### YOUR TASK
Filter these records by the string "cloned", copying each line that holds it.

──────── DATASET EXTRACT

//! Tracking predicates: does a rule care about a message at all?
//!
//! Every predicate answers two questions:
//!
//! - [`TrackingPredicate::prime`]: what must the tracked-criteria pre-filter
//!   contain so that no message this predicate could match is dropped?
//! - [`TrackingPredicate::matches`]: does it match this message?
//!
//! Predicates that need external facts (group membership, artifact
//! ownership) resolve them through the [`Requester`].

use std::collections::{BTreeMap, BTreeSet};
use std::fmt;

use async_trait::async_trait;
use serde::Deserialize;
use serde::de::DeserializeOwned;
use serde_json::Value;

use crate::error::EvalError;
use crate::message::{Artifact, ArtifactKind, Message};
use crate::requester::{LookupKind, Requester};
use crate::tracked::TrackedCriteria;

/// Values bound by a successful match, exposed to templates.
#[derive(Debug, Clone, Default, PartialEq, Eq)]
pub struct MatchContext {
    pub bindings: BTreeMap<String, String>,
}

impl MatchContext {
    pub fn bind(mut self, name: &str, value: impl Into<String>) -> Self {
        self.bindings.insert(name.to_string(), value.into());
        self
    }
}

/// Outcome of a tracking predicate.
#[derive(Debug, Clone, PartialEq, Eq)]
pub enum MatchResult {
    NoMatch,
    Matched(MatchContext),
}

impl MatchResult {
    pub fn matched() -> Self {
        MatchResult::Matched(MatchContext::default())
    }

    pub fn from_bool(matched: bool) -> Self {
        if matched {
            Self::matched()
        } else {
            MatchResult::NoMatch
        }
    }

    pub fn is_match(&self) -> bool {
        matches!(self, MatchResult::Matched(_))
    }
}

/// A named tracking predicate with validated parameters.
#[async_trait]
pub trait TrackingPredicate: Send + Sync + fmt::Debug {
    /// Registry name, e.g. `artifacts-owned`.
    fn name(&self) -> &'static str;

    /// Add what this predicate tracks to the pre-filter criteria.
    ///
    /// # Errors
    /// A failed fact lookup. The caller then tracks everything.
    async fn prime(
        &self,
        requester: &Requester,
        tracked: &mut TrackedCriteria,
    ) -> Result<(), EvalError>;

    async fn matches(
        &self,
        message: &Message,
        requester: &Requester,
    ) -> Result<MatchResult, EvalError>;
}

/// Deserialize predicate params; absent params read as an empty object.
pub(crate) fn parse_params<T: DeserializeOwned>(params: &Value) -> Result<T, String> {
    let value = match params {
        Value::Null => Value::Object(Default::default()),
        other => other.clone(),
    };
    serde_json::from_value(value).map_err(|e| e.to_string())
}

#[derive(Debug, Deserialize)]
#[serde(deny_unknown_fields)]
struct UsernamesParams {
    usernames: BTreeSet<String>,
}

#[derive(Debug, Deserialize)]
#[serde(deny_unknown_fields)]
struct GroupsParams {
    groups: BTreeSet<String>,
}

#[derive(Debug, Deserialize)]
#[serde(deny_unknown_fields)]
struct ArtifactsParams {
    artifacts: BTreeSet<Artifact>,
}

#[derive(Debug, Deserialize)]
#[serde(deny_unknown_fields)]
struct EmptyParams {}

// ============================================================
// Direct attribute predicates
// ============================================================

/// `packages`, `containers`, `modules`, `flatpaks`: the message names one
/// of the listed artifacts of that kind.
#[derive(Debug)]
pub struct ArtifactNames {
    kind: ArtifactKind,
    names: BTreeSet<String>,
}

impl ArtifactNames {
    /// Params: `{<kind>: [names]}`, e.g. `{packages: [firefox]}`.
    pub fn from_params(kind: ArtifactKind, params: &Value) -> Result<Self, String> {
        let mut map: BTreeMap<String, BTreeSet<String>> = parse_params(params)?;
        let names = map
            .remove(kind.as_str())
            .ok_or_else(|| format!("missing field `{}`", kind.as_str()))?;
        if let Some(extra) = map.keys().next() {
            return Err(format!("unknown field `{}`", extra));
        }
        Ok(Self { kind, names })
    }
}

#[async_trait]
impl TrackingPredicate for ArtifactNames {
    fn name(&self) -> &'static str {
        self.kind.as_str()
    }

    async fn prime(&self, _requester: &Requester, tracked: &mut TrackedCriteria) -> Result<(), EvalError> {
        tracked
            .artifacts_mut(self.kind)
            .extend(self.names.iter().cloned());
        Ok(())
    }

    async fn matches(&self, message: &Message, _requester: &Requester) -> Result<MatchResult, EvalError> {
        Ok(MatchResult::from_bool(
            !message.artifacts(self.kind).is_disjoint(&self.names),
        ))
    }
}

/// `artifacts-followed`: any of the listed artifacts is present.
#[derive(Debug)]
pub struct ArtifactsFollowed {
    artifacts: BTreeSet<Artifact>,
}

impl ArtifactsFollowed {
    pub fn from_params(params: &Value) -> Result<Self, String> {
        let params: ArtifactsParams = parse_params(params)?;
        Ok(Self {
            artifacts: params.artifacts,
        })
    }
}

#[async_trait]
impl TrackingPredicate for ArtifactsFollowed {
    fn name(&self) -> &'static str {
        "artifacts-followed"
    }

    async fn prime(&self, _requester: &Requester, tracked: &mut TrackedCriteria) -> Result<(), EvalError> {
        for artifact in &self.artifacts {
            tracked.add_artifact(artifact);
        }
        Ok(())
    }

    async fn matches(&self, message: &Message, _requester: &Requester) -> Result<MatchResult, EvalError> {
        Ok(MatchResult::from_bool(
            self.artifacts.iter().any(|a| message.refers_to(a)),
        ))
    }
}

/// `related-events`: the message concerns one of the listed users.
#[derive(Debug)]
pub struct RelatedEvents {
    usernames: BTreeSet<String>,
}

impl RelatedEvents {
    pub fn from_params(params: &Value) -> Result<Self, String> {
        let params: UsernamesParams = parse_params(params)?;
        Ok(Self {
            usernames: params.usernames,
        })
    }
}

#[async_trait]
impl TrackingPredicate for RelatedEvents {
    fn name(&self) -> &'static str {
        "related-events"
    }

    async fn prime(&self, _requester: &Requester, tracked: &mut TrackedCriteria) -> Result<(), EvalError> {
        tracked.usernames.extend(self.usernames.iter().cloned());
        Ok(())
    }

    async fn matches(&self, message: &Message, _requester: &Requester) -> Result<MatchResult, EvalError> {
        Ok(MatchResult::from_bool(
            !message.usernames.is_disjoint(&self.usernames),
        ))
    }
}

────────────────
──────── DATASET EXTRACT

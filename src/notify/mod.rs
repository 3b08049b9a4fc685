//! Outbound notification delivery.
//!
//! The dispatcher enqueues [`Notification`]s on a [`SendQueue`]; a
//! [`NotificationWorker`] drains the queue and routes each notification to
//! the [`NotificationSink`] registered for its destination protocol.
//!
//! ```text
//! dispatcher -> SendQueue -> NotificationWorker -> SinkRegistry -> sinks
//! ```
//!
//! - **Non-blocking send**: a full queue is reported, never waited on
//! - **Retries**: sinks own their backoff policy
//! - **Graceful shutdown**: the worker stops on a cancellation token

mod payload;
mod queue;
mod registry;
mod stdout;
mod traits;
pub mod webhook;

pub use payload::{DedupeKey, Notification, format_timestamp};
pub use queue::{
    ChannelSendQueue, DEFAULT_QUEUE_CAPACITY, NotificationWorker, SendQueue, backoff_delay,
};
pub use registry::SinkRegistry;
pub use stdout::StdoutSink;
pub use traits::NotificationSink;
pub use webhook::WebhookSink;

────────────────

### WRITTEN REPLY
            .extend(self.names.iter().cloned());
        tracked.usernames.extend(self.usernames.iter().cloned());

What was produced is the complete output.